## Problem
Wherever the word "enum" occurs in the listing below, copy that whole line.

## Input
┌────────
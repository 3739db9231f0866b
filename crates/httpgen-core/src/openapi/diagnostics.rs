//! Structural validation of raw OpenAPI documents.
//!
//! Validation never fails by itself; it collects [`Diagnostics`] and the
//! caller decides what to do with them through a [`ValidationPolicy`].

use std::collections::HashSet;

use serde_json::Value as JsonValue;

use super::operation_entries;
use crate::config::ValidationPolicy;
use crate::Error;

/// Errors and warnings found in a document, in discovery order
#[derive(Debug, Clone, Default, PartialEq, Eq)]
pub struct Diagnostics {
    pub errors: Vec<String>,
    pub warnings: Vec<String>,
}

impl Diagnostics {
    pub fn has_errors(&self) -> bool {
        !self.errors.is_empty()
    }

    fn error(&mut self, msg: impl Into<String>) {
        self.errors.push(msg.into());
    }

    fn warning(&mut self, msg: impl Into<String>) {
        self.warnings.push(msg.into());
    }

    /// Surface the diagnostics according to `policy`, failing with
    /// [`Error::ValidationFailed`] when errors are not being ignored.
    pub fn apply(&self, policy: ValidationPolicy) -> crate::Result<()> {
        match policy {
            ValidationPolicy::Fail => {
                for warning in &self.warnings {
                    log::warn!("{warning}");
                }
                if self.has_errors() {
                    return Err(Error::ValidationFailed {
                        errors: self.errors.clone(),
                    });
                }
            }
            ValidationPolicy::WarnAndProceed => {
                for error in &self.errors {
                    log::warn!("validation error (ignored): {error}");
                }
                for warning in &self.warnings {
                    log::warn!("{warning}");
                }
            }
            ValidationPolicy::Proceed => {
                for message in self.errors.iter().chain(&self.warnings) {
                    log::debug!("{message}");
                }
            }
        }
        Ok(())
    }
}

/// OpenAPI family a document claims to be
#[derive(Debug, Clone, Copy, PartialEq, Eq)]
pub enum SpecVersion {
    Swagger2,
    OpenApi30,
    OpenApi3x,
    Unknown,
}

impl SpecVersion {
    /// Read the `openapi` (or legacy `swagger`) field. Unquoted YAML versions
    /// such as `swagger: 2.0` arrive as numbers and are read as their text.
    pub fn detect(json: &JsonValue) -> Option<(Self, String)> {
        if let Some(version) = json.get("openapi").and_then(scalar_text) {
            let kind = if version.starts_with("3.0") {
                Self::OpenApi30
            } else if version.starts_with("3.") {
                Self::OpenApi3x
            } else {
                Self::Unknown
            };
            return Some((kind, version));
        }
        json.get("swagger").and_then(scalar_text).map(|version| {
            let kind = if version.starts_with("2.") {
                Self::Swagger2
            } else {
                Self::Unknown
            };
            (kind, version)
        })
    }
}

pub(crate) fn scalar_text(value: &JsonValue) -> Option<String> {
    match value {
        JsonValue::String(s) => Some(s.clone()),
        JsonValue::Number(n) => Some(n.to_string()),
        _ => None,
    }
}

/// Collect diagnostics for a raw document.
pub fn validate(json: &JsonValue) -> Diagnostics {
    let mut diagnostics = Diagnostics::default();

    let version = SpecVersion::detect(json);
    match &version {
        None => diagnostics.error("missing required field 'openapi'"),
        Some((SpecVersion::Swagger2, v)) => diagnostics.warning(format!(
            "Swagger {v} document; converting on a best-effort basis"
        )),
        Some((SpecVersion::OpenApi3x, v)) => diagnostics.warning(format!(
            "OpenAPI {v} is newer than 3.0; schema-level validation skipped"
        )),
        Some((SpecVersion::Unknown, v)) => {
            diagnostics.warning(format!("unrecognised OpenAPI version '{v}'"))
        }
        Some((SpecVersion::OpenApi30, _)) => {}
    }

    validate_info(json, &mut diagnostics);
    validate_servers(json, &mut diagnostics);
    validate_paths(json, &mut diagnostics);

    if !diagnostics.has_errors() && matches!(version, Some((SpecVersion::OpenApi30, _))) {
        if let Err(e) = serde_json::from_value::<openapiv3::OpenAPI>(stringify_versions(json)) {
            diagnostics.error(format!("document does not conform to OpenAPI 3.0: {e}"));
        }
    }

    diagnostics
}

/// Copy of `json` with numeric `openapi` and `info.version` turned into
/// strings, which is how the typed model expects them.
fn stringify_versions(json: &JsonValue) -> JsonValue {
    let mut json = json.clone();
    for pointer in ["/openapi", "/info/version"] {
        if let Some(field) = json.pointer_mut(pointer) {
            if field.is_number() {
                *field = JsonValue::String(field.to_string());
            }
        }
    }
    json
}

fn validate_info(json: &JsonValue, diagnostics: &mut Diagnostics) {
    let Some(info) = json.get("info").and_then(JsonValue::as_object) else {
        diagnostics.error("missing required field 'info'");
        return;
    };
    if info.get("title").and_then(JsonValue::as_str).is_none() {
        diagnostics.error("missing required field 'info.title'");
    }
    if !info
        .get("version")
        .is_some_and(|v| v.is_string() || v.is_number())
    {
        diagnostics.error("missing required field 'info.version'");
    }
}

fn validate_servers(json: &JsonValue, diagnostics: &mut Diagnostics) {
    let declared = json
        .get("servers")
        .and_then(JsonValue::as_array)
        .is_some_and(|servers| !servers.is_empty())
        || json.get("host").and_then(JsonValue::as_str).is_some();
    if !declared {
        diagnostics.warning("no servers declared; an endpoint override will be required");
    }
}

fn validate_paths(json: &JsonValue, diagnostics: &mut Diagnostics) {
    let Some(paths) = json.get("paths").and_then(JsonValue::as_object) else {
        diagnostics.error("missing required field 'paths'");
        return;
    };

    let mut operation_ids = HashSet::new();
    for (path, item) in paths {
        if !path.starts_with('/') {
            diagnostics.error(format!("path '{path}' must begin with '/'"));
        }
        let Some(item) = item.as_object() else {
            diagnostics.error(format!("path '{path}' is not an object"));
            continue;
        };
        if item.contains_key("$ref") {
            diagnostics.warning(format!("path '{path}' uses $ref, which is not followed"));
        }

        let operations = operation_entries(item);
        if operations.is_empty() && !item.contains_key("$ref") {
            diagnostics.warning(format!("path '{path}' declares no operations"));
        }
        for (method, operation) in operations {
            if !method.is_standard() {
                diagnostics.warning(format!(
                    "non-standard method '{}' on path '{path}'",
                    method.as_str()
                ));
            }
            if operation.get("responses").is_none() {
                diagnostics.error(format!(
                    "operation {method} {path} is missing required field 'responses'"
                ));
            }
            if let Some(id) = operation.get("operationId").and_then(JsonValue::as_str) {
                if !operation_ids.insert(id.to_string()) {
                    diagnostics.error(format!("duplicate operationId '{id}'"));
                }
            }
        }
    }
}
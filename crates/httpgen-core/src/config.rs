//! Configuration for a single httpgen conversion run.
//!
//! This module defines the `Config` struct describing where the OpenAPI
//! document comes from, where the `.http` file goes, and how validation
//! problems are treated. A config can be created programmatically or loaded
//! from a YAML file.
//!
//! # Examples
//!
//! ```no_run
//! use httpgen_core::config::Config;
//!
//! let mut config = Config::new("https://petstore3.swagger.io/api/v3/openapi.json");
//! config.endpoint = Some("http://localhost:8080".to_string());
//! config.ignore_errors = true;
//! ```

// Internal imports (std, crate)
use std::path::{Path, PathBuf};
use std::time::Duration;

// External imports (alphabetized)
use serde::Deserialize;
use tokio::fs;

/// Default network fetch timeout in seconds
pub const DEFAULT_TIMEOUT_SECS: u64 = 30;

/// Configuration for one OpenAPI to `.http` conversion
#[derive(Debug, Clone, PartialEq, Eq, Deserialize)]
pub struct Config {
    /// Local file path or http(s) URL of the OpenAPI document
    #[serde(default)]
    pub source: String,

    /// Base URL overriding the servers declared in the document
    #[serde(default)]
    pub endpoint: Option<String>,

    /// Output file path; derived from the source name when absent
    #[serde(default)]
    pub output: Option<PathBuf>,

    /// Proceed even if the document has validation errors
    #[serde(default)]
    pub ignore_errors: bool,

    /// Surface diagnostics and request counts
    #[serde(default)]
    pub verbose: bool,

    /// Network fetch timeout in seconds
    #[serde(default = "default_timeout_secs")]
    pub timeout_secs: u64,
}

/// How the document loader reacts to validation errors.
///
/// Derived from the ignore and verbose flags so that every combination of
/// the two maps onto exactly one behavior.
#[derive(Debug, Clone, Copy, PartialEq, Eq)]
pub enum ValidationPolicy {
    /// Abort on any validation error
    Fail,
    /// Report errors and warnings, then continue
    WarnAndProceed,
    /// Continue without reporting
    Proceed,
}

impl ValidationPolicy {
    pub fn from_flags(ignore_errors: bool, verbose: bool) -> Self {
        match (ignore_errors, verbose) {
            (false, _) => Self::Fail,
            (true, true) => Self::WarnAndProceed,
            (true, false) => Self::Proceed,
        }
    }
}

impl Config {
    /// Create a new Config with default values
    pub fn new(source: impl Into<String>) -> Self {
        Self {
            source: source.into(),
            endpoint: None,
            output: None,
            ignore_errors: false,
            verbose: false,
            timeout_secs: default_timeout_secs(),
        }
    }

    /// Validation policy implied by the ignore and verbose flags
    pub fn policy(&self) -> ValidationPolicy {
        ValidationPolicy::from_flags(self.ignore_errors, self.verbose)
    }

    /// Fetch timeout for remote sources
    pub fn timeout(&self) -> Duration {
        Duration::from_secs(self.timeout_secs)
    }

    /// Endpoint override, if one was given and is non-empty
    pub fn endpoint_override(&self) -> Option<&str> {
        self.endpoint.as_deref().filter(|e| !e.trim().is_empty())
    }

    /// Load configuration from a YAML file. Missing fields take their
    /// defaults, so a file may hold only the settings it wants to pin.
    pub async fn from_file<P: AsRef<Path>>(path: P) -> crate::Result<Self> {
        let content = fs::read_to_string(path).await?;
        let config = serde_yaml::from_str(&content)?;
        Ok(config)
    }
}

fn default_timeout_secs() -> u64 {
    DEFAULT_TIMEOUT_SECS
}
└────────
## Task answer
pub enum SpecVersion {
pub enum ValidationPolicy {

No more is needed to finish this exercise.